Faut-il redéfinir la notion de création face au droit d’auteur et à la technologie ?
La question de l’attribution du droit d’auteur aux œuvres générées par l’intelligence artificielle soulève des enjeux fondamentaux sur la définition même de la création et de la paternité artistique. L’un des principaux points de friction réside dans la nécessité d’une intervention humaine significative pour qu’une œuvre soit considérée comme protégeable.
D’un point de vue juridique, la comparaison avec l’affaire du selfie du singe illustre bien la problématique actuelle : si une œuvre est créée sans intervention humaine directe, elle tombe dans le domaine public. Toutefois, cette analogie trouve rapidement ses limites face aux technologies d’IA. Contrairement à un animal qui agit de manière fortuite, une intelligence artificielle est conçue, paramétrée et parfois dirigée par un humain. Dès lors, la véritable question est de savoir à partir de quel niveau d’implication humaine un droit d’auteur peut être revendiqué.
L’exemple de la photographie apporte un éclairage intéressant. Un appareil photo est un outil au service de la créativité humaine, et les décisions du photographe (cadrage, lumière, moment du déclenchement) sont déterminantes pour l’œuvre finale. En revanche, les systèmes d’IA, en particulier ceux basés sur des modèles génératifs, fonctionnent sur des principes différents. Lorsqu’un utilisateur se contente de saisir une instruction textuelle pour générer une image, son rôle est bien plus passif que celui d’un photographe. Pourtant, si ce même utilisateur entraîne son propre modèle d’IA, affine les paramètres et influence activement le résultat, sa contribution devient plus proche de celle d’un artiste numérique utilisant un logiciel avancé.
Un autre enjeu majeur concerne l’évolution des outils numériques. La photographie computationnelle, omniprésente dans les smartphones modernes, modifie considérablement les images grâce à des algorithmes d’amélioration. Si l’on suit une interprétation stricte du droit d’auteur, ces modifications automatiques ne remettent pas en cause la paternité du photographe. Pourtant, lorsque l’intervention logicielle devient dominante, où trace-t-on la frontière entre assistance technologique et création autonome ?
Enfin, il est essentiel de prendre en compte les implications économiques et éthiques de cette problématique. Accorder un droit d’auteur à des œuvres générées par l’IA reviendrait à reconnaître un statut juridique à une machine, une idée qui semble difficilement défendable en l’état actuel du droit.

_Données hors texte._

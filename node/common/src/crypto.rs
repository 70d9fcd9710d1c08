use ethers::types::{Address, Signature};
use sha2::{Digest, Sha256};
use std::str::FromStr;

use crate::types::CommitmentPair;

/// Length of a hex-encoded SHA-256 digest
pub const DIGEST_HEX_LEN: usize = 64;

/// Compute SHA256 hash as lowercase hex
pub fn sha256_hex(data: &[u8]) -> String {
    let mut hasher = Sha256::new();
    hasher.update(data);
    hex::encode(hasher.finalize())
}

impl CommitmentPair {
    /// Commit to the exact request bytes sent and the exact response text received
    pub fn compute(request_bytes: &[u8], response_bytes: &[u8]) -> Self {
        Self {
            request_digest: sha256_hex(request_bytes),
            response_digest: sha256_hex(response_bytes),
        }
    }

    /// `<request>:<response>`, the text the inference backend signs
    pub fn canonical_text(&self) -> String {
        format!("{}:{}", self.request_digest, self.response_digest)
    }

    /// Split a signed text back into its digests.
    ///
    /// Returns `None` unless the text is exactly two hex digests joined by a colon.
    pub fn parse_canonical(text: &str) -> Option<Self> {
        let (request, response) = text.split_once(':')?;
        if !is_digest(request) || !is_digest(response) {
            return None;
        }

        Some(Self {
            request_digest: request.to_ascii_lowercase(),
            response_digest: response.to_ascii_lowercase(),
        })
    }
}

fn is_digest(s: &str) -> bool {
    s.len() == DIGEST_HEX_LEN && s.chars().all(|c| c.is_ascii_hexdigit())
}

/// Recover the EIP-191 personal-message signer of `text`
pub fn recover_signer(text: &str, signature: &str) -> Option<Address> {
    let sig = Signature::from_str(signature.trim()).ok()?;
    sig.recover(text).ok()
}

/// Verify an ECDSA personal-message signature against a claimed address.
///
/// Never fails: malformed signatures, malformed addresses and recovery
/// errors all yield `false`.
pub fn verify_signature(text: &str, signature: &str, claimed_address: &str) -> bool {
    match recover_signer(text, signature) {
        Some(recovered) => same_address(&recovered, claimed_address),
        None => false,
    }
}

fn same_address(recovered: &Address, claimed: &str) -> bool {
    let recovered = hex::encode(recovered.as_bytes());
    let claimed = claimed.trim();
    let claimed = claimed
        .strip_prefix("0x")
        .or_else(|| claimed.strip_prefix("0X"))
        .unwrap_or(claimed);

    recovered.eq_ignore_ascii_case(claimed)
}
use thiserror::Error;

use crate::storage::StoreError;

/// Errors that can arise while driving the quest engine or talking to the backend.
///
/// The taxonomy mirrors the failure-handling contract: configuration and
/// authorization failures are detected locally before any network call,
/// transport failures are surfaced but never retried, and persistence failures
/// are contained close to the store (most writes log-and-continue instead of
/// reaching this type).
#[derive(Debug, Error)]
pub enum QuestError {
    /// Backend endpoint not configured; backend-dependent operations degrade to
    /// a local failure return.
    #[error("backend endpoint not configured")]
    Unconfigured,

    /// Authentication token missing or empty when a backend call requires it.
    /// Fails closed: no network call is attempted.
    #[error("session is not authenticated")]
    Unauthorized,

    /// Request exceeded the configured timeout.
    #[error("request timed out after {0}s")]
    Timeout(u64),

    /// Wrapper around reqwest transport errors.
    #[error("http transport error: {0}")]
    Http(#[from] reqwest::Error),

    /// Backend answered with a non-success status.
    #[error("backend returned status {0}")]
    Status(reqwest::StatusCode),

    /// Location id has no match in the location graph.
    #[error("unknown location: {0}")]
    UnknownLocation(String),

    /// Location exists but earlier locations are not completed yet.
    #[error("location is locked: {0}")]
    LocationLocked(String),

    /// Hint budget for the session is spent.
    #[error("hint budget exhausted")]
    HintsExhausted,

    /// Wrapper around progress store errors (store open/reset paths).
    #[error("storage error: {0}")]
    Store(#[from] StoreError),
}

À l’inverse, refuser toute protection peut poser problème pour les entreprises et créateurs investissant dans le développement d’outils d’IA. Une solution intermédiaire pourrait être de considérer ces œuvres comme des « œuvres dérivées » appartenant à la personne ayant paramétré ou utilisé l’IA, à condition qu’une implication créative suffisante puisse être démontrée.
En somme, la question du droit d’auteur appliqué à l’IA est loin d’être tranchée. Si la législation actuelle privilégie encore une approche fondée sur la paternité humaine, les avancées technologiques nous forcent à repenser cette notion. Plutôt que d’adopter une vision binaire – soit reconnaître un droit d’auteur aux IA, soit l’exclure totalement – il semble pertinent d’explorer des modèles hybrides tenant compte du degré d’intervention humaine dans le processus créatif.